**Source records:**
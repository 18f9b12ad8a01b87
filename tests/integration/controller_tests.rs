use std::sync::Arc;
use std::time::Duration;

use notebook_chat::document::{DocumentService, InMemoryDocument};
use notebook_chat::models::cell::CellData;
use notebook_chat::runner::{runner_fn, RunInvocation};

use super::test_helpers::{controller, languages, scripted_runner, single_user_cell};

#[tokio::test]
async fn execution_order_increments_per_run() {
    let document = single_user_cell();
    let (runner, _) = scripted_runner(&["a"]);
    let (controller, _) = controller(&document, runner);

    let first = controller.execute_cell(0).await;
    let second = controller.execute_cell(0).await;

    assert!(first.success && second.success);
    let orders: Vec<Option<u32>> = document
        .executions()
        .iter()
        .map(|record| record.execution_order)
        .collect();
    assert_eq!(orders, vec![Some(1), Some(2)]);
}

#[tokio::test]
async fn rerun_reuses_response_cell() {
    let document = single_user_cell();
    let (runner, _) = scripted_runner(&["answer"]);
    let (controller, _) = controller(&document, runner);

    controller.execute_cell(0).await;
    let again = controller.execute_cell(0).await;

    assert!(again.success);
    assert!(!again.response_inserted);
    assert_eq!(again.next_user_index, None);
    assert_eq!(languages(&document), vec!["user", "assistant", "user"]);
    assert_eq!(document.cell(1).map(|c| c.text), Some("answer".to_owned()));
}

#[tokio::test]
async fn follow_up_turn_extends_conversation() {
    let document = single_user_cell();
    let (runner, seen) = scripted_runner(&["reply"]);
    let (controller, _) = controller(&document, runner);

    controller.execute_cell(0).await;
    document.replace_cell_text(2, "and then?").await.expect("type follow-up");
    seen.lock().unwrap().clear();
    let outcome = controller.execute_cell(2).await;

    assert!(outcome.success);
    assert_eq!(outcome.response_index, Some(3));
    assert_eq!(
        languages(&document),
        vec!["user", "assistant", "user", "assistant", "user"]
    );
    let roles: Vec<String> = seen.lock().unwrap().iter().map(|m| m.role.clone()).collect();
    assert_eq!(roles, vec!["user", "assistant", "user"]);
}

#[tokio::test]
async fn batch_indices_shift_past_inserted_cells() {
    let document = InMemoryDocument::with_cells(vec![
        CellData::code("user", "one"),
        CellData::code("user", "two"),
    ]);
    let (runner, _) = scripted_runner(&["ok"]);
    let (controller, _) = controller(&document, runner);

    let outcomes = controller.execute_cells(&[0, 1]).await;

    assert_eq!(outcomes.len(), 2);
    assert!(outcomes.iter().all(|o| o.success));
    assert_eq!(outcomes[0].response_index, Some(1));
    assert_eq!(outcomes[1].response_index, Some(3));
    assert_eq!(
        languages(&document),
        vec!["user", "assistant", "user", "assistant", "user"]
    );
    assert_eq!(document.cell(2).map(|c| c.text), Some("two".to_owned()));
}

#[tokio::test]
async fn batch_shifts_past_cell_left_by_rejected_retag() {
    let document = InMemoryDocument::with_cells(vec![
        CellData::code("user", "one"),
        CellData::code("user", "two"),
    ]);
    document.reject_next_language_changes(1);
    let (runner, seen) = scripted_runner(&["ok"]);
    let (controller, _) = controller(&document, runner);

    let outcomes = controller.execute_cells(&[0, 1]).await;

    assert_eq!(outcomes.len(), 2);
    assert!(!outcomes[0].success);
    assert_eq!(outcomes[0].stray_index, Some(1));
    assert_eq!(outcomes[0].response_index, None);
    assert_eq!(outcomes[0].cells_inserted(), 1);
    assert!(outcomes[1].success);
    assert_eq!(outcomes[1].response_index, Some(3));
    assert_eq!(document.cell(2).map(|c| c.text), Some("two".to_owned()));
    assert_eq!(document.cell(3).map(|c| c.text), Some("ok".to_owned()));
    let last = seen.lock().unwrap().last().map(|m| m.content.clone());
    assert_eq!(last, Some("two".to_owned()));
}

#[tokio::test]
async fn dropped_run_is_no_longer_interruptible() {
    let document = single_user_cell();
    let runner = runner_fn(|invocation: RunInvocation| async move {
        invocation.output.append_output("waiting").await?;
        std::future::pending::<()>().await;
        Ok(())
    });
    let (controller, _) = controller(&document, Arc::new(runner));

    let result = tokio::time::timeout(Duration::from_millis(50), controller.execute_cell(0)).await;

    assert!(result.is_err(), "run should still be pending");
    assert!(!controller.interrupt());
}

#[tokio::test]
async fn interrupt_without_run_is_false() {
    let document = single_user_cell();
    let (runner, _) = scripted_runner(&[]);
    let (controller, _) = controller(&document, runner);

    assert!(!controller.interrupt());
}

#[tokio::test]
async fn interrupt_stops_output_and_batch() {
    let document = InMemoryDocument::with_cells(vec![
        CellData::code("user", "one"),
        CellData::code("user", "two"),
    ]);
    let runner = runner_fn(|invocation: RunInvocation| async move {
        invocation.output.append_output("started").await?;
        invocation.output.cancellation().cancelled().await;
        invocation.output.append_output(" never shown").await?;
        Ok(())
    });
    let (controller, _) = controller(&document, Arc::new(runner));
    let controller = Arc::new(controller);

    let interrupter = Arc::clone(&controller);
    let stopper = tokio::spawn(async move {
        loop {
            if interrupter.interrupt() {
                break;
            }
            tokio::time::sleep(Duration::from_millis(5)).await;
        }
    });

    let outcomes = tokio::time::timeout(Duration::from_secs(5), controller.execute_cells(&[0, 1]))
        .await
        .expect("batch should stop after interrupt");
    stopper.await.expect("stopper task");

    assert_eq!(outcomes.len(), 1);
    assert!(outcomes[0].success);
    assert_eq!(document.cell(1).map(|c| c.text), Some("started".to_owned()));
    assert_eq!(document.executions().len(), 1);
}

**Prompt:**
Which lines of the listing contain the word "started"? Copy each of them.

**Finished exercise:**
        invocation.output.append_output("started").await?;
    assert_eq!(document.cell(1).map(|c| c.text), Some("started".to_owned()));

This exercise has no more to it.